Lines from the line with "Sentinel cost meaning" to the line with "pub fn new(n: i32)" in the entries below, and only those, must be output exactly, with both ends included.

Saved entries
....
use std::collections::VecDeque;

use pathviz_core::{Point, Range};

use crate::algorithm::Algorithm;
use crate::search::SearchResult;
use crate::traits::Pather;

/// Search scores of a cell from the last A* or Dijkstra run.
#[derive(Debug, Clone, Copy, PartialEq)]
pub struct Score {
    /// Cost so far.
    pub g: u32,
    /// Heuristic estimate of the remaining cost.
    pub h: f64,
    /// `g + h`.
    pub f: f64,
}

// ---------------------------------------------------------------------------
// Internal per-cell node for A*/Dijkstra searches
// ---------------------------------------------------------------------------

#[derive(Clone, Default)]
pub(crate) struct Node {
    pub(crate) g: u32,
    pub(crate) h: f64,
    pub(crate) f: f64,
    pub(crate) generation: u32,
    pub(crate) closed: bool,
}

/// Sentinel cost meaning "not reached yet" in Dijkstra.
pub(crate) const INFINITE: u32 = u32::MAX;

// ---------------------------------------------------------------------------
// SearchEngine
// ---------------------------------------------------------------------------

/// Runs searches over a square grid.
///
/// `SearchEngine` owns the scratch state of every algorithm (node array,
/// queue, cost map) so that repeated searches reuse their allocations. The
/// returned [`SearchResult`]s are owned and independent of the engine.
pub struct SearchEngine {
    pub(crate) n: i32,
    pub(crate) nodes: Vec<Node>,
    pub(crate) generation: u32,
    pub(crate) queue: VecDeque<usize>,
    pub(crate) dist: Vec<u32>,
    pub(crate) settled: Vec<bool>,
    pub(crate) open: Vec<usize>,
    // shared scratch buffer for neighbor queries
    pub(crate) nbuf: Vec<Point>,
}

impl Default for SearchEngine {
    fn default() -> Self {
        Self::new(0)
    }
}

impl SearchEngine {
    /// Create an engine sized for an `n × n` grid.
    pub fn new(n: i32) -> Self {
        let len = Range::square(n).len();
        Self {
            n: n.max(0),
            nodes: vec![Node::default(); len],
            generation: 0,
            queue: VecDeque::new(),
            dist: vec![INFINITE; len],
            settled: vec![false; len],
            open: Vec::new(),
            nbuf: Vec::with_capacity(4),
        }
    }

    /// Side of the grid the caches are sized for.
    #[inline]
    pub fn size(&self) -> i32 {
        self.n
    }

    /// Run `algorithm` from `from` to `to`.
    pub fn search(
        &mut self,
        algorithm: Algorithm,
        pather: &dyn Pather,
        from: Point,
        to: Point,
    ) -> SearchResult {
        let result = (algorithm.strategy())(self, pather, from, to);
        log::debug!(
            "{} {} -> {}: visited {} cells, path {:?}",
            algorithm,
            from,
            to,
            result.trace.len(),
            result.path_len()
        );
        result
    }

    /// Scores recorded for `p` by the last A* or Dijkstra run, if that run
    /// reached it.
    pub fn score(&self, p: Point) -> Option<Score> {
        let node = &self.nodes[self.idx(p)?];
        if node.generation != self.generation || self.generation == 0 {
            return None;
        }
        Some(Score {
            g: node.g,
            h: node.h,
            f: node.f,
        })
    }

    /// Size caches for `n`, reallocating only if the grid grew or shrank.
    pub(crate) fn prepare(&mut self, n: i32) {
        let n = n.max(0);
        if n != self.n {
            let len = Range::square(n).len();
            self.n = n;
            self.nodes.clear();
            self.nodes.resize(len, Node::default());
            self.generation = 0;
            self.dist.resize(len, INFINITE);
            self.settled.resize(len, false);
        }
        self.queue.clear();
        self.open.clear();
    }

    /// Bump the generation so stale nodes are ignored.
    #[inline]
    pub(crate) fn next_generation(&mut self) -> u32 {
        self.generation = self.generation.wrapping_add(1);
        if self.generation == 0 {
            // Wrapped: stale nodes could alias the new generation.
            for node in self.nodes.iter_mut() {
                node.generation = 0;
            }
            self.generation = 1;
        }
        self.generation
    }

    // -----------------------------------------------------------------------
    // Coordinate helpers
    // -----------------------------------------------------------------------

    /// Convert a `Point` to a linear index. Returns `None` if out of range.
    #[inline]
    pub(crate) fn idx(&self, p: Point) -> Option<usize> {
        Range::square(self.n).contains(p).then(|| p.index(self.n))
    }

    /// Convert a linear index back to a `Point`.
    #[inline]
    pub(crate) fn point(&self, idx: usize) -> Point {
        Point::from_index(idx, self.n)
    }
}

#[cfg(test)]
mod tests {
    use super::*;
    use pathviz_core::Grid;

    #[test]
    fn prepare_resizes_caches() {
        let mut engine = SearchEngine::new(5);
        assert_eq!(engine.nodes.len(), 25);
        engine.prepare(8);
        assert_eq!(engine.size(), 8);
        assert_eq!(engine.nodes.len(), 64);
        assert_eq!(engine.dist.len(), 64);
        engine.prepare(3);
        assert_eq!(engine.nodes.len(), 9);
    }

    #[test]
    fn engine_adapts_to_grid_size() {
        let mut engine = SearchEngine::default();
        let mut g = Grid::new(4);
        g.mark_start(Point::new(0, 0));
        g.mark_end(Point::new(3, 3));
        let r = engine.search(Algorithm::Bfs, &g, Point::new(0, 0), Point::new(3, 3));
        assert_eq!(engine.size(), 4);
        assert_eq!(r.path_len(), Some(6));
    }

    #[test]
    fn score_is_none_before_any_weighted_search() {
        let engine = SearchEngine::new(3);
        assert_eq!(engine.score(Point::new(1, 1)), None);
        assert_eq!(engine.score(Point::new(9, 9)), None);
    }
}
....
Result below
/// Sentinel cost meaning "not reached yet" in Dijkstra.
pub(crate) const INFINITE: u32 = u32::MAX;

// ---------------------------------------------------------------------------
// SearchEngine
// ---------------------------------------------------------------------------

/// Runs searches over a square grid.
///
/// `SearchEngine` owns the scratch state of every algorithm (node array,
/// queue, cost map) so that repeated searches reuse their allocations. The
/// returned [`SearchResult`]s are owned and independent of the engine.
pub struct SearchEngine {
    pub(crate) n: i32,
    pub(crate) nodes: Vec<Node>,
    pub(crate) generation: u32,
    pub(crate) queue: VecDeque<usize>,
    pub(crate) dist: Vec<u32>,
    pub(crate) settled: Vec<bool>,
    pub(crate) open: Vec<usize>,
    // shared scratch buffer for neighbor queries
    pub(crate) nbuf: Vec<Point>,
}

impl Default for SearchEngine {
    fn default() -> Self {
        Self::new(0)
    }
}

impl SearchEngine {
    /// Create an engine sized for an `n × n` grid.
    pub fn new(n: i32) -> Self {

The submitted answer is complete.